In this way, mental health treatment differs from many other forms of medical care, in which patients undergoing procedures, such as hip replacement or heart surgery, are often sent to rehabilitation centers before to return home.
“You don’t want to dump people into nothing [after a hospital stay]and facilities like this are a very important part of the mental health system,” said Sue Abderholden, executive director of the Minnesota National Alliance on Mental Illness (NAMI). “It gives people a place to heal when they’re not completely ready. go home.”
Statewide, there are nearly 70 similar facilities offering 24-hour supervision and intensive mental health treatment for limited periods, typically 30 to 90 days. Patients seeking care at these facilities, which range from 10 to 16 beds, generally need a higher level of care than outpatient therapy – and often leave hospitals or county jails. The facilities, known as Intensive Residential Treatment Services or IRTS programs, are designed to ease a person’s transition into daily life.
The south Minneapolis home will be unusual in that it will provide a mix of short-term crisis stabilization and longer-term treatment services. The hybrid model of care allows people stabilized after a mental health crisis to be transferred directly to treatment in the same facility. This way, patients can receive uninterrupted care for several months without having to travel or find a new treatment provider on their own, officials said.
Jill Wiedemann-West, chief executive of People Incorporated, said patients who stay longer for intensive treatment can learn skills that will help them manage their distress and avoid future crises.
“Now, as soon as this crisis has stabilized, [patients] can literally walk across the hall to another room and begin their treatment experience,” Wiedemann-West said. , it’s hard to get excited about starting something new.”

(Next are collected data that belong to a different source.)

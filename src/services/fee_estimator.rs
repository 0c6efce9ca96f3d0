use crate::models::{wei, GasEstimate, TxType, Urgency};
use ethers::types::U256;

/// Failure tolerance at which the tip is taken unadjusted.
pub const NEUTRAL_FAILURE_TOLERANCE: f64 = 0.05;

const TOLERANCE_SLOPE: f64 = 4.0;

#[derive(Debug, Clone)]
pub struct FeeRequest<'a> {
    pub urgency: Urgency,
    pub tx_type: TxType,
    pub recent_failure_tolerance: f64,
    pub current_base_fee: U256,
    pub recent_priority_fees: &'a [U256],
}

/// `floor(fee * 9 / 8)` applied `blocks` times, saturating at `U256::MAX`.
pub fn project_base_fee(current_base_fee: U256, blocks: u32) -> U256 {
    let eight = U256::from(8u64);
    // floor(fee * 9 / 8) == fee + floor(fee / 8), without the overflowing product
    (0..blocks).fold(current_base_fee, |fee, _| fee.saturating_add(fee / eight))
}

/// Value at index `floor(percentile / 100 * len)`, clamped to the last element.
/// Zero for an empty pool.
pub fn percentile(fees: &[U256], percentile: u32) -> U256 {
    if fees.is_empty() {
        return U256::zero();
    }
    let mut sorted = fees.to_vec();
    sorted.sort_unstable();
    let index = (percentile as usize * sorted.len() / 100).min(sorted.len() - 1);
    sorted[index]
}

/// Lower tolerance for failure means paying a larger tip.
pub fn tolerance_multiplier(recent_failure_tolerance: f64) -> f64 {
    1.0 + (NEUTRAL_FAILURE_TOLERANCE - recent_failure_tolerance) * TOLERANCE_SLOPE
}

/// Scales the tip by the tolerance multiplier. Never below 1 wei.
pub fn adjust_tip(tip: U256, recent_failure_tolerance: f64) -> U256 {
    let multiplier = tolerance_multiplier(recent_failure_tolerance);
    let adjusted = wei::from_f64(wei::to_f64(tip) * multiplier);
    adjusted.max(U256::one())
}

pub fn estimate_fee(request: &FeeRequest<'_>) -> GasEstimate {
    let projected = project_base_fee(request.current_base_fee, request.urgency.target_blocks());
    let tip = percentile(request.recent_priority_fees, request.urgency.tip_percentile());
    let priority_fee = adjust_tip(tip, request.recent_failure_tolerance);

    tracing::debug!(
        urgency = %request.urgency,
        tx_type = %request.tx_type,
        projected_base = %projected,
        tip = %tip,
        priority_fee = %priority_fee,
        "Fee estimate computed"
    );

    GasEstimate {
        recommended_max_fee: projected.saturating_add(priority_fee),
        priority_fee,
    }
}
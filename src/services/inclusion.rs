use crate::models::{wei, InclusionCurvePoint};
use crate::services::fee_estimator::project_base_fee;
use ethers::types::U256;

pub const DEFAULT_STEEPNESS: f64 = 4.0;

#[derive(Debug, Clone)]
pub struct CurveParams<'a> {
    pub max_fee: U256,
    pub priority_fee: U256,
    pub current_base_fee: U256,
    pub recent_priority_fees: &'a [U256],
    pub target_blocks: u32,
    pub steepness: f64,
}

/// Median of the pool, floored at 1 wei so it is always a safe divisor.
pub fn median_tip(recent_priority_fees: &[U256]) -> U256 {
    let mut sorted = recent_priority_fees.to_vec();
    sorted.sort_unstable();

    let len = sorted.len();
    let median = match len {
        0 => U256::zero(),
        _ if len % 2 == 1 => sorted[len / 2],
        _ => sorted[len / 2 - 1].saturating_add(sorted[len / 2]) / 2,
    };
    median.max(U256::one())
}

fn sigmoid_probability(
    max_fee: U256,
    current_base_fee: U256,
    median_tip: U256,
    target_block: u32,
    steepness: f64,
) -> f64 {
    let projected_base = project_base_fee(current_base_fee, target_block);
    if max_fee <= projected_base {
        return 0.0;
    }
    let effective_tip = max_fee - projected_base;

    let ratio = wei::to_f64(effective_tip) / wei::to_f64(median_tip);
    let p = 1.0 / (1.0 + (-steepness * (ratio - 1.0)).exp());
    if p.is_nan() {
        return 0.0;
    }
    p.clamp(0.0, 1.0)
}

/// Probability that a transaction capped at `max_fee` is included in the
/// block `target_block` blocks ahead.
pub fn inclusion_probability(
    max_fee: U256,
    current_base_fee: U256,
    recent_priority_fees: &[U256],
    target_block: u32,
    steepness: f64,
) -> f64 {
    sigmoid_probability(
        max_fee,
        current_base_fee,
        median_tip(recent_priority_fees),
        target_block,
        steepness,
    )
}

fn round3(value: f64) -> f64 {
    (value * 1000.0).round() / 1000.0
}

/// Cumulative "included by block N" curve for N in `1..=target_blocks`.
pub fn build_inclusion_curve(params: &CurveParams<'_>) -> Vec<InclusionCurvePoint> {
    let median = median_tip(params.recent_priority_fees);
    let mut miss = 1.0;

    (1..=params.target_blocks)
        .map(|target_block| {
            let p = sigmoid_probability(
                params.max_fee,
                params.current_base_fee,
                median,
                target_block,
                params.steepness,
            );
            miss *= 1.0 - p;
            InclusionCurvePoint {
                max_fee: params.max_fee,
                priority_fee: params.priority_fee,
                inclusion_probability: round3(1.0 - miss),
                target_block,
            }
        })
        .collect()
}

#[cfg(test)]
mod tests {
    use super::*;
    use crate::models::wei::gwei;

    fn pool() -> Vec<U256> {
        vec![gwei(1), gwei(2), gwei(2), gwei(3)]
    }

    #[test]
    fn test_median_tip() {
        assert_eq!(median_tip(&pool()), gwei(2));
        assert_eq!(median_tip(&[gwei(4), gwei(1), gwei(9)]), gwei(4));
        assert_eq!(median_tip(&[gwei(1), gwei(4)]), U256::from(2_500_000_000u64));
        assert_eq!(median_tip(&[]), U256::one());
        assert_eq!(median_tip(&[U256::zero(), U256::zero()]), U256::one());
    }

    #[test]
    fn test_fee_below_projected_base_is_zero() {
        // projected base for one block is 33.75 gwei
        let p = inclusion_probability(gwei(33), gwei(30), &pool(), 1, DEFAULT_STEEPNESS);
        assert_eq!(p, 0.0);
        assert_eq!(
            inclusion_probability(U256::zero(), U256::zero(), &pool(), 1, DEFAULT_STEEPNESS),
            0.0
        );
    }

    #[test]
    fn test_fee_below_base_near_max_is_zero() {
        let base = U256::MAX / 2;
        let p = inclusion_probability(base - 1, base, &[U256::one()], 1, DEFAULT_STEEPNESS);
        assert_eq!(p, 0.0);
    }

    #[test]
    fn test_tip_at_median_is_even_odds() {
        let max_fee = project_base_fee(gwei(30), 1) + gwei(2);
        let p = inclusion_probability(max_fee, gwei(30), &pool(), 1, DEFAULT_STEEPNESS);
        assert!((p - 0.5).abs() < 1e-12);
    }

    #[test]
    fn test_huge_fee_approaches_one() {
        let p = inclusion_probability(gwei(1_000_000), gwei(30), &pool(), 1, DEFAULT_STEEPNESS);
        assert!(p > 0.999_999);
        assert!(p <= 1.0);
    }

    #[test]
    fn test_degenerate_inputs_are_finite() {
        let zeros = vec![U256::zero(); 8];
        for max_fee in [U256::zero(), U256::one(), gwei(5), U256::MAX] {
            for target in 1..=5 {
                let p = inclusion_probability(max_fee, U256::zero(), &zeros, target, DEFAULT_STEEPNESS);
                assert!(p.is_finite());
                assert!((0.0..=1.0).contains(&p));
            }
        }
    }

    #[test]
    fn test_curve_is_monotonic_and_ordered() {
        let tips = pool();
        let curve = build_inclusion_curve(&CurveParams {
            max_fee: gwei(60),
            priority_fee: gwei(2),
            current_base_fee: gwei(30),
            recent_priority_fees: &tips,
            target_blocks: 20,
            steepness: DEFAULT_STEEPNESS,
        });

        assert_eq!(curve.len(), 20);
        for (i, point) in curve.iter().enumerate() {
            assert_eq!(point.target_block, i as u32 + 1);
            assert_eq!(point.max_fee, gwei(60));
            assert!((0.0..=1.0).contains(&point.inclusion_probability));
        }
        for pair in curve.windows(2) {
            assert!(pair[1].inclusion_probability >= pair[0].inclusion_probability);
        }
    }

    #[test]
    fn test_curve_converges_with_negligible_base_fee() {
        let tips = pool();
        let curve = build_inclusion_curve(&CurveParams {
            max_fee: gwei(2) + U256::one(),
            priority_fee: gwei(2),
            current_base_fee: U256::one(),
            recent_priority_fees: &tips,
            target_blocks: 50,
            steepness: DEFAULT_STEEPNESS,
        });
        assert!(curve[49].inclusion_probability >= 0.9);
    }

    #[test]
    fn test_curve_points_rounded_to_three_decimals() {
        let tips = pool();
        let curve = build_inclusion_curve(&CurveParams {
            max_fee: gwei(37),
            priority_fee: gwei(3),
            current_base_fee: gwei(30),
            recent_priority_fees: &tips,
            target_blocks: 5,
            steepness: DEFAULT_STEEPNESS,
        });
        for point in curve {
            let scaled = point.inclusion_probability * 1000.0;
            assert!((scaled - scaled.round()).abs() < 1e-9);
        }
    }

    #[test]
    fn test_zero_fee_curve_stays_at_zero() {
        let tips = pool();
        let curve = build_inclusion_curve(&CurveParams {
            max_fee: U256::zero(),
            priority_fee: U256::zero(),
            current_base_fee: gwei(30),
            recent_priority_fees: &tips,
            target_blocks: 10,
            steepness: DEFAULT_STEEPNESS,
        });
        assert!(curve.iter().all(|p| p.inclusion_probability == 0.0));
    }
}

People Incorporated already offers this mix of crisis and intensive treatment at facilities in St. Paul, Chaska and elsewhere in Minneapolis.
Jennifer DeCubellis, chief executive of Hennepin Healthcare, said the public hospital system put the south Minneapolis home up for sale a year ago on the condition that the property continue to operate as a mental health treatment center. . People Incorporated was chosen in part because of its ability to provide a broader range of comprehensive patient services, she said. The house has been vacant since last July largely due to a lack of staff.
“It’s a better continuing care ecosystem,” DeCubellis said. “Our teams launched it, they built it, and they absolutely demonstrated the need in the community. Now People Incorporated is going to take it to the next level.”